Administering non-FDA approved medicines to cancer patients, for example, is a federal crime, even if this is done with full disclosure and good intentions. The approval process is described here by the Food and Drug Administration under the Federal Food, Drug and Cosmetic Act. (Similarly, a conviction was obtained in another case for distributing a hormonal weight-loss treatment without a license.)

For example, in 2006, a naturopath in Wheat Ridge, Colorado was convicted of "theft, perjury, criminally negligent homicide, illegal practice of medicine and third-degree assault" for providing alternative holistic treatment to someone resulting in their death.

Criminal negligence generally involves conduct sometimes also called "gross negligence" that is not just careless but is almost reckless given the serious potential harm that could foreseeable result (and in all cases that are prosecuted, actually did result) from the course of conduct taken.

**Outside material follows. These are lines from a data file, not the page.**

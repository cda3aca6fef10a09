//! Configured entry point
//!
//! [`VisibilityEngine`] binds a [`VisibilityConfig`] so call sites only pass
//! the field tree and the current submission status. It holds no state
//! besides the config and is `Copy`.

use crate::aggregate::{self, FieldsetSummary, VisibilityResult};
use crate::config::VisibilityConfig;
use crate::message::Partition;
use crate::snapshot::FieldSnapshot;
use crate::strategy::{self, DisplayStrategy, SubmissionStatus};
use crate::tree::TreeNode;
use crate::walker::Walker;
use serde_json::Value;

/// The engine's operations with strategy and depth limit pre-applied.
///
/// # Examples
///
/// ```
/// use error_visibility::prelude::*;
/// use serde_json::json;
///
/// let engine = VisibilityEngine::with_strategy(DisplayStrategy::OnSubmit);
///
/// let model = json!({"email": ""});
/// let mut tree = FieldNode::mirror(&model);
/// tree.get_mut(&parse_path("email"))
///     .unwrap()
///     .state_mut()
///     .errors
///     .push(ValidationMessage::new("required"));
///
/// let summary = engine.aggregate_fieldset(&&tree, &model, SubmissionStatus::Submitted);
/// assert!(summary.show_errors);
/// assert_eq!(summary.error_count(), 1);
/// ```
#[derive(Debug, Clone, Copy, Default, PartialEq, Eq)]
pub struct VisibilityEngine {
    config: VisibilityConfig,
}

impl VisibilityEngine {
    /// Engine for `config`.
    #[must_use]
    pub fn new(config: VisibilityConfig) -> Self {
        Self { config }
    }

    /// Engine for `strategy` with no depth limit.
    #[must_use]
    pub fn with_strategy(strategy: DisplayStrategy) -> Self {
        Self::new(VisibilityConfig::new(strategy))
    }

    /// The bound configuration.
    #[must_use]
    pub fn config(&self) -> &VisibilityConfig {
        &self.config
    }

    /// The bound strategy.
    #[must_use]
    pub fn strategy(&self) -> DisplayStrategy {
        self.config.strategy
    }

    /// Walker honouring the configured depth limit.
    #[must_use]
    pub fn walker(&self) -> Walker {
        self.config.walker()
    }

    /// See [`strategy::should_show_errors`].
    #[must_use]
    pub fn should_show_errors<F>(&self, field: &F, submission: SubmissionStatus) -> bool
    where
        F: FieldSnapshot + ?Sized,
    {
        strategy::should_show_errors(field, self.config.strategy, submission)
    }

    /// See [`strategy::should_show_warnings`].
    #[must_use]
    pub fn should_show_warnings<F>(&self, field: &F, submission: SubmissionStatus) -> bool
    where
        F: FieldSnapshot + ?Sized,
    {
        strategy::should_show_warnings(field, self.config.strategy, submission)
    }

    /// See [`aggregate::collect_leaf_messages`].
    #[must_use]
    pub fn collect_leaf_messages<N: TreeNode>(
        &self,
        root: &N,
        model: &Value,
        submission: SubmissionStatus,
    ) -> Vec<VisibilityResult> {
        aggregate::collect_leaf_messages_with(
            self.walker(),
            root,
            model,
            self.config.strategy,
            submission,
        )
    }

    /// See [`aggregate::aggregate_fieldset`].
    #[must_use]
    pub fn aggregate_fieldset<N: TreeNode>(
        &self,
        root: &N,
        model: &Value,
        submission: SubmissionStatus,
    ) -> FieldsetSummary {
        aggregate::aggregate_fieldset_with(
            self.walker(),
            root,
            model,
            self.config.strategy,
            submission,
        )
    }

    /// See [`aggregate::root_messages`].
    #[must_use]
    pub fn root_messages<N: TreeNode>(&self, root: &N) -> Partition {
        aggregate::root_messages(root)
    }
}

impl From<VisibilityConfig> for VisibilityEngine {
    fn from(config: VisibilityConfig) -> Self {
        Self::new(config)
    }
}
//! Common imports.
//!
//! ```rust
//! use error_visibility::prelude::*;
//! ```

pub use crate::aggregate::{
    FieldsetSummary, VisibilityResult, aggregate_fieldset, collect_leaf_messages,
    combine_visibility, root_messages, visible_only,
};
pub use crate::config::VisibilityConfig;
pub use crate::engine::VisibilityEngine;
pub use crate::error::ConfigError;
pub use crate::message::{
    LiveRegionRole, Partition, Severity, ValidationMessage, is_blocking, is_warning, partition,
};
pub use crate::snapshot::{FieldSnapshot, FieldState};
pub use crate::strategy::{
    DisplayStrategy, SubmissionStatus, should_show_errors, should_show_warnings,
};
pub use crate::tree::{FieldNode, FieldPath, PathSegment, TreeNode, parse_path};
pub use crate::walker::{Walker, walk, walk_with_path};
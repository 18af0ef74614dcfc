//! Session summary: the fixed-shape result of analyzing one session

use serde::{Deserialize, Serialize};

use super::angle::AngleDecomposition;
use super::stats::{std_dev_by, temperature_mean_by};
use crate::session::Session;
use crate::types::{Axes, COUNTER_ANCHOR};

/// Accuracy figures derived from one session
#[derive(Debug, Clone, Copy, PartialEq, Serialize, Deserialize)]
pub struct SessionSummary {
    /// True heading at the reference record
    pub thdg: AngleDecomposition,
    pub roll: AngleDecomposition,
    pub pitch: AngleDecomposition,
    /// True heading rounded to whole degrees, in `0..360`
    pub heading: u16,
    /// Counter of the last record
    pub duration: u32,
    /// Gyroscope standard deviation per axis
    pub deviation: Axes<f64>,
    /// Mean gyroscope temperature per axis, whole degrees
    pub temperature: Axes<i32>,
    pub reference_index: usize,
    pub record_count: usize,
}

impl SessionSummary {
    /// Mean of the three axis temperatures, truncated
    pub fn average_temperature(&self) -> i32 {
        let t = self.temperature;
        ((i64::from(t.x) + i64::from(t.y) + i64::from(t.z)) / 3) as i32
    }
}

/// Index of the record the attitude figures are taken from.
///
/// A session that starts past the counter anchor uses its second record;
/// otherwise the first record whose counter equals the anchor; otherwise the
/// last record.
pub fn reference_index(session: &Session) -> usize {
    if session.first().count > COUNTER_ANCHOR {
        return 1.min(session.last_index());
    }
    session
        .iter()
        .position(|r| r.count == COUNTER_ANCHOR)
        .unwrap_or_else(|| session.last_index())
}

/// Analyze a decoded session
pub fn analyze(session: &Session) -> SessionSummary {
    let index = reference_index(session);
    let reference = session.get(index).unwrap_or_else(|| session.last());
    let records = session.records();

    let heading = f64::from(reference.thdg).round().rem_euclid(360.0) as u16;

    SessionSummary {
        thdg: AngleDecomposition::from_degrees(reference.thdg),
        roll: AngleDecomposition::from_degrees(reference.roll),
        pitch: AngleDecomposition::from_degrees(reference.pitch),
        heading,
        duration: u32::from(session.last().count),
        deviation: Axes::new(
            std_dev_by(records, |r| f64::from(r.gyro.x)),
            std_dev_by(records, |r| f64::from(r.gyro.y)),
            std_dev_by(records, |r| f64::from(r.gyro.z)),
        ),
        temperature: Axes::new(
            temperature_mean_by(records, |r| i64::from(r.gyro_temperature.x)),
            temperature_mean_by(records, |r| i64::from(r.gyro_temperature.y)),
            temperature_mean_by(records, |r| i64::from(r.gyro_temperature.z)),
        ),
        reference_index: index,
        record_count: session.len(),
    }
}
//! Session-level decode errors.

use crate::record::FormatError;
use crate::types::STABILIZATION_THRESHOLD;
use thiserror::Error;

/// Errors raised while decoding a whole source into a [`Session`](super::Session).
///
/// Decoding is all-or-nothing: none of these come with a partial session.
#[derive(Error, Debug)]
pub enum DecodeError {
    /// No record reaches the stabilization threshold
    #[error("No record reaches counter {}: source too short or corrupt", STABILIZATION_THRESHOLD)]
    NoValidStart,

    /// The source ends inside a record
    #[error("Source ends inside record {record}: {source}")]
    Truncated {
        record: usize,
        #[source]
        source: FormatError,
    },

    /// A record that cannot be decoded
    #[error("Record {record}: {source}")]
    Format {
        record: usize,
        #[source]
        source: FormatError,
    },

    /// Text source that is not UTF-8
    #[error("Text source is not valid UTF-8: {0}")]
    InvalidText(#[from] std::str::Utf8Error),

    /// A session needs at least one record
    #[error("Session contains no records")]
    EmptySession,

    /// IO errors
    #[error("IO error: {0}")]
    Io(#[from] std::io::Error),
}

impl DecodeError {
    /// Wrap a record error at position `record`, keeping truncation distinct
    pub(crate) fn at_record(record: usize, source: FormatError) -> Self {
        match source {
            FormatError::Truncated { .. } => DecodeError::Truncated { record, source },
            FormatError::Malformed { .. } => DecodeError::Format { record, source },
        }
    }
}

pub type DecodeResult<T> = std::result::Result<T, DecodeError>;
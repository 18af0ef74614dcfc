//! Configuration module for bins-analyzer
//!
//! This module handles persistent application configuration:
//! - Default log representation and interface language
//! - Error thresholds used when reporting summaries
//! - Recently analyzed sources
//!
//! # App Data Location
//!
//! Configuration is stored in the platform-appropriate location:
//! - **Linux**: `~/.local/share/dev.bins-analyzer/`
//! - **macOS**: `~/Library/Application Support/dev.bins-analyzer/`
//! - **Windows**: `%APPDATA%\dev.bins-analyzer\`
//!
//! # Files
//!
//! - `config.toml` - Application configuration
//! - `logs/` - Rolling log files written by the CLI

pub mod settings;

pub use settings::*;

use crate::error::{BinsError, Result};
use crate::i18n::Language;
use crate::types::Representation;
use chrono::{DateTime, Utc};
use serde::{Deserialize, Serialize};
use std::path::{Path, PathBuf};

/// Application identifier for data directories
pub const APP_ID: &str = "dev.bins-analyzer";

/// Config filename
pub const CONFIG_FILE: &str = "config.toml";

/// Maximum number of recent sources to remember
pub const MAX_RECENT_SOURCES: usize = 10;

// ==================== App Data Directory ====================

/// Get the application data directory path
pub fn app_data_dir() -> Option<PathBuf> {
    dirs_next::data_dir().map(|p| p.join(APP_ID))
}

/// Ensure the app data directory exists
pub fn ensure_app_data_dir() -> Result<PathBuf> {
    let dir = app_data_dir().ok_or_else(|| {
        BinsError::Config("Could not determine app data directory".to_string())
    })?;

    if !dir.exists() {
        std::fs::create_dir_all(&dir).map_err(|e| {
            BinsError::Config(format!("Failed to create app data directory: {}", e))
        })?;
    }

    Ok(dir)
}

/// Get the path to the config file
pub fn config_path() -> Option<PathBuf> {
    app_data_dir().map(|p| p.join(CONFIG_FILE))
}

// ==================== Recent Source Entry ====================

/// A recently analyzed file or directory
#[derive(Debug, Clone, PartialEq, Serialize, Deserialize)]
pub struct RecentSource {
    pub path: PathBuf,

    /// Representation the source was read as
    pub representation: Representation,

    pub last_opened: DateTime<Utc>,
}

impl RecentSource {
    pub fn new(path: impl Into<PathBuf>, representation: Representation) -> Self {
        Self {
            path: path.into(),
            representation,
            last_opened: Utc::now(),
        }
    }

    /// Check if the source still exists
    pub fn exists(&self) -> bool {
        self.path.exists()
    }
}

// ==================== App Config ====================

/// Persistent application configuration
#[derive(Debug, Clone, PartialEq, Serialize, Deserialize)]
pub struct AppConfig {
    /// Version for future migration support
    #[serde(default = "default_config_version")]
    pub version: u32,

    /// Representation used when scanning directories
    #[serde(default)]
    pub representation: Representation,

    #[serde(default)]
    pub language: Language,

    #[serde(default)]
    pub thresholds: ErrorThresholds,

    /// Most recent first
    #[serde(default)]
    pub recent_sources: Vec<RecentSource>,
}

fn default_config_version() -> u32 {
    1
}

impl Default for AppConfig {
    fn default() -> Self {
        Self {
            version: 1,
            representation: Representation::default(),
            language: Language::default(),
            thresholds: ErrorThresholds::default(),
            recent_sources: Vec::new(),
        }
    }
}

impl AppConfig {
    /// Load configuration from the default location
    pub fn load() -> Result<Self> {
        let path = config_path()
            .ok_or_else(|| BinsError::Config("Could not determine config path".to_string()))?;

        if !path.exists() {
            return Ok(Self::default());
        }
        Self::load_from(&path)
    }

    /// Load configuration, returning defaults on any error
    pub fn load_or_default() -> Self {
        Self::load().unwrap_or_else(|e| {
            tracing::warn!("Failed to load config, using defaults: {}", e);
            Self::default()
        })
    }

    /// Load configuration from a specific file
    pub fn load_from(path: impl AsRef<Path>) -> Result<Self> {
        let path = path.as_ref();
        let content = std::fs::read_to_string(path).map_err(|e| {
            BinsError::Config(format!("Failed to read config file {:?}: {}", path, e))
        })?;

        toml::from_str(&content).map_err(|e| {
            BinsError::Config(format!("Failed to parse config file {:?}: {}", path, e))
        })
    }

    /// Save configuration to the default location
    pub fn save(&self) -> Result<()> {
        let dir = ensure_app_data_dir()?;
        self.save_to(dir.join(CONFIG_FILE))
    }

    /// Save configuration to a specific file
    pub fn save_to(&self, path: impl AsRef<Path>) -> Result<()> {
        let path = path.as_ref();
        let content = toml::to_string_pretty(self)
            .map_err(|e| BinsError::Config(format!("Failed to serialize config: {}", e)))?;

        std::fs::write(path, content).map_err(|e| {
            BinsError::Config(format!("Failed to write config file {:?}: {}", path, e))
        })
    }

    /// Add or refresh a recent source
    pub fn add_recent_source(&mut self, path: impl AsRef<Path>, representation: Representation) {
        let path = path.as_ref().to_path_buf();

        // Remove existing entry for this path
        self.recent_sources.retain(|s| s.path != path);

        self.recent_sources
            .insert(0, RecentSource::new(path, representation));
        self.recent_sources.truncate(MAX_RECENT_SOURCES);
    }

    /// Drop recent sources that no longer exist
    pub fn cleanup_missing_sources(&mut self) {
        self.recent_sources.retain(|s| s.exists());
    }
}
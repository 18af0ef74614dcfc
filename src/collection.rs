//! Collection of analyzed sessions
//!
//! [`SessionCollection`] keeps one [`SessionSummary`] per source file, keyed
//! by path, and drives the batch operations: adding files or whole directory
//! trees, converting between representations, and writing reports. Progress
//! and per-file failures are reported through a [`NoticeSink`].

use std::collections::BTreeMap;
use std::fs::File;
use std::io::BufWriter;
use std::path::{Path, PathBuf};

use rust_i18n::t;
use serde::Serialize;

use crate::analysis::{analyze, SessionSummary};
use crate::error::{BinsError, Result, ResultExt};
use crate::notice::{Notice, NoticeSink};
use crate::report::write_report;
use crate::session;
use crate::types::Representation;

/// What a path points at
#[derive(Debug, Clone, Copy, PartialEq, Eq)]
pub enum SourceKind {
    Directory,
    File(Representation),
}

/// Classify a path as a directory or a supported log file
pub fn classify_path(path: &Path) -> Result<SourceKind> {
    if path.is_dir() {
        return Ok(SourceKind::Directory);
    }
    if !path.exists() {
        return Err(BinsError::NotFound(path.to_path_buf()));
    }
    match Representation::from_path(path) {
        Some(repr) if path.is_file() => Ok(SourceKind::File(repr)),
        _ => Err(BinsError::UnsupportedSource(path.to_path_buf())),
    }
}

/// Recursively list files of one representation under `dir`, sorted.
///
/// Symlinked directories are not followed. A directory that cannot be read
/// is reported to `sink` and skipped.
fn collect_files(
    dir: &Path,
    representation: Representation,
    sink: &mut dyn NoticeSink,
) -> Vec<PathBuf> {
    let mut files = Vec::new();
    let mut pending = vec![dir.to_path_buf()];
    while let Some(current) = pending.pop() {
        if let Err(e) = scan_directory(&current, representation, &mut pending, &mut files) {
            tracing::warn!("Skipping {}: {}", current.display(), e);
            sink.append(Notice::error(t!(
                "notice.read_dir_failed",
                path = current.display(),
                error = e.to_string()
            )));
        }
    }
    files.sort();
    files
}

fn scan_directory(
    dir: &Path,
    representation: Representation,
    pending: &mut Vec<PathBuf>,
    files: &mut Vec<PathBuf>,
) -> std::io::Result<()> {
    for entry in std::fs::read_dir(dir)? {
        let entry = entry?;
        let path = entry.path();
        if entry.file_type()?.is_dir() {
            pending.push(path);
        } else if representation.matches_path(&path) {
            files.push(path);
        }
    }
    Ok(())
}

fn file_name(path: &Path) -> String {
    path.file_name()
        .map(|n| n.to_string_lossy().into_owned())
        .unwrap_or_else(|| path.display().to_string())
}

/// One analyzed source
#[derive(Debug, Clone, PartialEq, Serialize)]
pub struct CollectionEntry {
    /// File name shown in reports
    pub name: String,
    pub summary: SessionSummary,
}

#[derive(Serialize)]
struct JsonEntry<'a> {
    path: &'a Path,
    name: &'a str,
    summary: &'a SessionSummary,
}

/// Analyzed sessions keyed by source path
#[derive(Debug, Default)]
pub struct SessionCollection {
    entries: BTreeMap<PathBuf, CollectionEntry>,
    representation: Representation,
}

impl SessionCollection {
    pub fn new(representation: Representation) -> Self {
        Self {
            entries: BTreeMap::new(),
            representation,
        }
    }

    /// Representation picked up when scanning directories
    pub fn representation(&self) -> Representation {
        self.representation
    }

    /// Switch directory scanning to the other representation
    pub fn toggle_representation(&mut self) -> Representation {
        self.representation = self.representation.toggled();
        self.representation
    }

    pub fn is_empty(&self) -> bool {
        self.entries.is_empty()
    }

    pub fn len(&self) -> usize {
        self.entries.len()
    }

    /// Entries in path order
    pub fn entries(&self) -> impl Iterator<Item = (&Path, &CollectionEntry)> {
        self.entries.iter().map(|(p, e)| (p.as_path(), e))
    }

    pub fn get(&self, path: &Path) -> Option<&CollectionEntry> {
        self.entries.get(path)
    }

    /// Decode, analyze and add one file.
    ///
    /// Returns `Ok(false)` if the path is already in the collection.
    pub fn add(&mut self, path: &Path, sink: &mut dyn NoticeSink) -> Result<bool> {
        let name = file_name(path);
        if self.entries.contains_key(path) {
            sink.append(Notice::info(t!("notice.already_added", name = name)));
            return Ok(false);
        }

        let result = match classify_path(path) {
            Ok(SourceKind::File(repr)) => session::load(path, repr)
                .with_context(|| format!("Failed to load {}", path.display())),
            Ok(SourceKind::Directory) => Err(BinsError::UnsupportedSource(path.to_path_buf())),
            Err(e) => Err(e),
        };
        let session = match result {
            Ok(session) => session,
            Err(e) => {
                sink.append(Notice::error(t!(
                    "notice.open_failed",
                    name = name,
                    error = e.to_string()
                )));
                return Err(e);
            }
        };

        let summary = analyze(&session);
        tracing::info!(
            "Added {} ({} records, reference {})",
            path.display(),
            summary.record_count,
            summary.reference_index
        );
        self.entries
            .insert(path.to_path_buf(), CollectionEntry { name, summary });
        Ok(true)
    }

    /// Add every file of the selected representation under `dir`.
    ///
    /// Failures are reported per file and do not stop the scan. Returns the
    /// number of files added.
    pub fn add_all(&mut self, dir: &Path, sink: &mut dyn NoticeSink) -> usize {
        let files = collect_files(dir, self.representation, sink);

        let mut added = 0;
        for file in &files {
            // Failures have already been reported
            if let Ok(true) = self.add(file, sink) {
                added += 1;
            }
        }

        if added == 0 {
            sink.append(Notice::warning(t!("notice.no_files", path = dir.display())));
        } else {
            sink.append(Notice::info(t!("notice.files_added", count = added)));
        }
        added
    }

    /// Convert one file to `target`, writing it next to the source.
    ///
    /// Returns the path of the written file.
    pub fn convert(
        &self,
        path: &Path,
        target: Representation,
        sink: &mut dyn NoticeSink,
    ) -> Result<PathBuf> {
        let result = convert_file(path, target);
        match &result {
            Ok(output) => sink.append(Notice::info(t!(
                "notice.converted",
                from = file_name(path),
                to = file_name(output)
            ))),
            Err(e) => sink.append(Notice::error(t!(
                "notice.convert_failed",
                name = file_name(path),
                error = e
            ))),
        }
        result
    }

    /// Convert every file of the other representation under `dir` to `target`.
    ///
    /// Returns the number of files converted.
    pub fn convert_all(
        &self,
        dir: &Path,
        target: Representation,
        sink: &mut dyn NoticeSink,
    ) -> usize {
        let files = collect_files(dir, target.toggled(), sink);

        let converted = files
            .iter()
            .filter(|file| self.convert(file, target, sink).is_ok())
            .count();

        if converted == 0 {
            sink.append(Notice::warning(t!("notice.no_convertible")));
        } else {
            sink.append(Notice::info(t!("notice.files_converted", count = converted)));
        }
        converted
    }

    /// Write the tab-delimited report of every entry
    pub fn save_report(&self, path: &Path, sink: &mut dyn NoticeSink) -> Result<()> {
        let result = File::create(path).map_err(BinsError::from).and_then(|file| {
            let entries = self
                .entries
                .values()
                .map(|e| (e.name.as_str(), &e.summary));
            write_report(entries, BufWriter::new(file)).map_err(BinsError::from)
        });

        match result {
            Ok(()) => {
                sink.append(Notice::info(t!("notice.report_saved", path = path.display())));
                tracing::info!("Wrote report for {} sessions to {}", self.len(), path.display());
                Ok(())
            }
            Err(e) => {
                sink.append(Notice::error(t!(
                    "notice.report_failed",
                    path = path.display(),
                    error = e.to_string()
                )));
                Err(e.with_context(format!("Failed to write report {}", path.display())))
            }
        }
    }

    /// Write every entry as a JSON array
    pub fn save_json(&self, path: &Path) -> Result<()> {
        let entries: Vec<JsonEntry<'_>> = self
            .entries
            .iter()
            .map(|(p, e)| JsonEntry {
                path: p,
                name: &e.name,
                summary: &e.summary,
            })
            .collect();

        let file = File::create(path)
            .with_context(|| format!("Failed to create {}", path.display()))?;
        serde_json::to_writer_pretty(BufWriter::new(file), &entries)?;
        Ok(())
    }
}

fn convert_file(path: &Path, target: Representation) -> Result<PathBuf> {
    let source_repr = match classify_path(path)? {
        SourceKind::File(repr) => repr,
        SourceKind::Directory => return Err(BinsError::UnsupportedSource(path.to_path_buf())),
    };
    if source_repr == target {
        return Err(BinsError::Conversion {
            path: path.to_path_buf(),
            target,
        });
    }

    let session = session::load(path, source_repr)?;
    let output = path.with_extension(target.extension());
    session::save(&session, target, &output)
        .with_context(|| format!("Failed to write {}", output.display()))?;
    tracing::info!(
        "Converted {} -> {} ({} records)",
        path.display(),
        output.display(),
        session.len()
    );
    Ok(output)
}

#[cfg(test)]
mod tests {
    use super::*;
    use crate::notice::{MockNoticeSink, NoticeLevel, NoticeQueue};
    use crate::record::{binary, Record};
    use crate::types::Axes;

    fn write_binary(path: &Path, counts: &[u16]) {
        let mut out = Vec::new();
        for &count in counts {
            binary::encode_into(
                &Record {
                    count,
                    thdg: 45.5,
                    gyro: Axes::splat(f32::from(count)),
                    ..Default::default()
                },
                &mut out,
            );
        }
        std::fs::write(path, out).unwrap();
    }

    #[test]
    fn test_classify_path() {
        let dir = tempfile::tempdir().unwrap();
        let dat = dir.path().join("a.DAT");
        let other = dir.path().join("a.csv");
        std::fs::write(&dat, b"").unwrap();
        std::fs::write(&other, b"").unwrap();

        assert_eq!(classify_path(dir.path()).unwrap(), SourceKind::Directory);
        assert_eq!(
            classify_path(&dat).unwrap(),
            SourceKind::File(Representation::Binary)
        );
        assert!(matches!(
            classify_path(&other),
            Err(BinsError::UnsupportedSource(_))
        ));
        assert!(matches!(
            classify_path(&dir.path().join("missing.dat")),
            Err(BinsError::NotFound(_))
        ));
    }

    #[test]
    fn test_add_and_duplicate() {
        let dir = tempfile::tempdir().unwrap();
        let path = dir.path().join("run.dat");
        write_binary(&path, &[59, 60, 61, 62]);

        let mut collection = SessionCollection::default();
        let mut queue = NoticeQueue::new();
        assert!(collection.add(&path, &mut queue).unwrap());
        assert!(queue.is_empty());
        assert!(!collection.add(&path, &mut queue).unwrap());
        assert_eq!(collection.len(), 1);

        let notice = queue.extract().unwrap();
        assert_eq!(notice.level, NoticeLevel::Info);
        assert!(notice.message.contains("run.dat"));

        let entry = collection.get(&path).unwrap();
        assert_eq!(entry.name, "run.dat");
        assert_eq!(entry.summary.record_count, 3);
        assert_eq!(entry.summary.duration, 62);
    }

    #[test]
    fn test_add_failure_notifies() {
        let dir = tempfile::tempdir().unwrap();
        let path = dir.path().join("cold.dat");
        write_binary(&path, &[1, 2, 3]);

        let mut sink = MockNoticeSink::new();
        sink.expect_append()
            .withf(|n| n.level == NoticeLevel::Error && n.message.contains("cold.dat"))
            .times(1)
            .return_const(());

        let mut collection = SessionCollection::default();
        let err = collection.add(&path, &mut sink).unwrap_err();
        assert!(err.to_string().contains("cold.dat"));
        assert!(collection.is_empty());
    }

    #[test]
    fn test_convert_same_representation_rejected() {
        let dir = tempfile::tempdir().unwrap();
        let path = dir.path().join("run.dat");
        write_binary(&path, &[60]);

        let collection = SessionCollection::default();
        let mut queue = NoticeQueue::new();
        let err = collection
            .convert(&path, Representation::Binary, &mut queue)
            .unwrap_err();
        assert!(matches!(err, BinsError::Conversion { .. }));
        assert_eq!(queue.extract().map(|n| n.level), Some(NoticeLevel::Error));
    }

    #[test]
    fn test_missing_directory_reported() {
        let dir = tempfile::tempdir().unwrap();
        let mut collection = SessionCollection::default();
        let mut queue = NoticeQueue::new();

        assert_eq!(collection.add_all(&dir.path().join("gone"), &mut queue), 0);
        assert_eq!(queue.extract().map(|n| n.level), Some(NoticeLevel::Error));
        assert_eq!(queue.extract().map(|n| n.level), Some(NoticeLevel::Warning));
    }

    #[cfg(unix)]
    #[test]
    fn test_unreadable_subdirectory_skipped() {
        use std::os::unix::fs::PermissionsExt;

        let dir = tempfile::tempdir().unwrap();
        let locked = dir.path().join("locked");
        std::fs::create_dir(&locked).unwrap();
        write_binary(&locked.join("hidden.dat"), &[60, 61]);
        write_binary(&dir.path().join("run.dat"), &[60, 61]);
        std::fs::set_permissions(&locked, std::fs::Permissions::from_mode(0o000)).unwrap();

        // Permission bits do not apply to privileged users
        if std::fs::read_dir(&locked).is_ok() {
            std::fs::set_permissions(&locked, std::fs::Permissions::from_mode(0o755)).unwrap();
            return;
        }

        let mut collection = SessionCollection::default();
        let mut queue = NoticeQueue::new();
        let added = collection.add_all(dir.path(), &mut queue);
        std::fs::set_permissions(&locked, std::fs::Permissions::from_mode(0o755)).unwrap();

        assert_eq!(added, 1);
        assert!(collection.get(&dir.path().join("run.dat")).is_some());
        let error = queue.extract().unwrap();
        assert_eq!(error.level, NoticeLevel::Error);
        assert!(error.message.contains("locked"));
    }

    #[test]
    fn test_toggle_representation() {
        let mut collection = SessionCollection::new(Representation::Binary);
        assert_eq!(collection.toggle_representation(), Representation::Text);
        assert_eq!(collection.representation(), Representation::Text);
        assert_eq!(collection.toggle_representation(), Representation::Binary);
    }
}
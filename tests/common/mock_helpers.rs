//! Notice sink helpers

use bins_analyzer::{Notice, NoticeLevel, NoticeQueue};
use crossbeam_channel::{unbounded, Receiver, Sender};

/// Create a channel that can be used as a notice sink
pub fn create_notice_channel() -> (Sender<Notice>, Receiver<Notice>) {
    unbounded()
}

/// Messages of one level, in order
pub fn messages(queue: &mut NoticeQueue, level: NoticeLevel) -> Vec<String> {
    queue
        .drain()
        .filter(|n| n.level == level)
        .map(|n| n.message)
        .collect()
}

For example, while ordinary medical mistakes by a medical doctor such as confusing two drugs with similar names or putting the decimal point in a prescription dosage, causing harm to a patient, would not ordinarily result in criminal liability, coming into an operating room while too drunk to drive and without reviewing which limb of a patient needs to be amputated despite a clear indication in marker on the leg of a patient showing that fact, might constitute criminal negligence on the part of a medical doctor. Here, if the need for and possible benefits of conventional treatment for breast cancer with particularly clear, prescribing alternative diet based treatment and mental exercises while discouraging conventional medical treatment, might very well constitute criminal negligence on the part of the holistic practitioner.

Similarly, a naturopath was criminally charged in Australia with "reckless grievous bodily harm and failure to provide for a child causing danger of death" for urging parents to discontinue medical treatments for a child in favor of a raw food diet, causing serious harm to that child almost causing the child's death. The naturopath admitted that she endangered the child with her medical advice and was ultimately convicted in that case.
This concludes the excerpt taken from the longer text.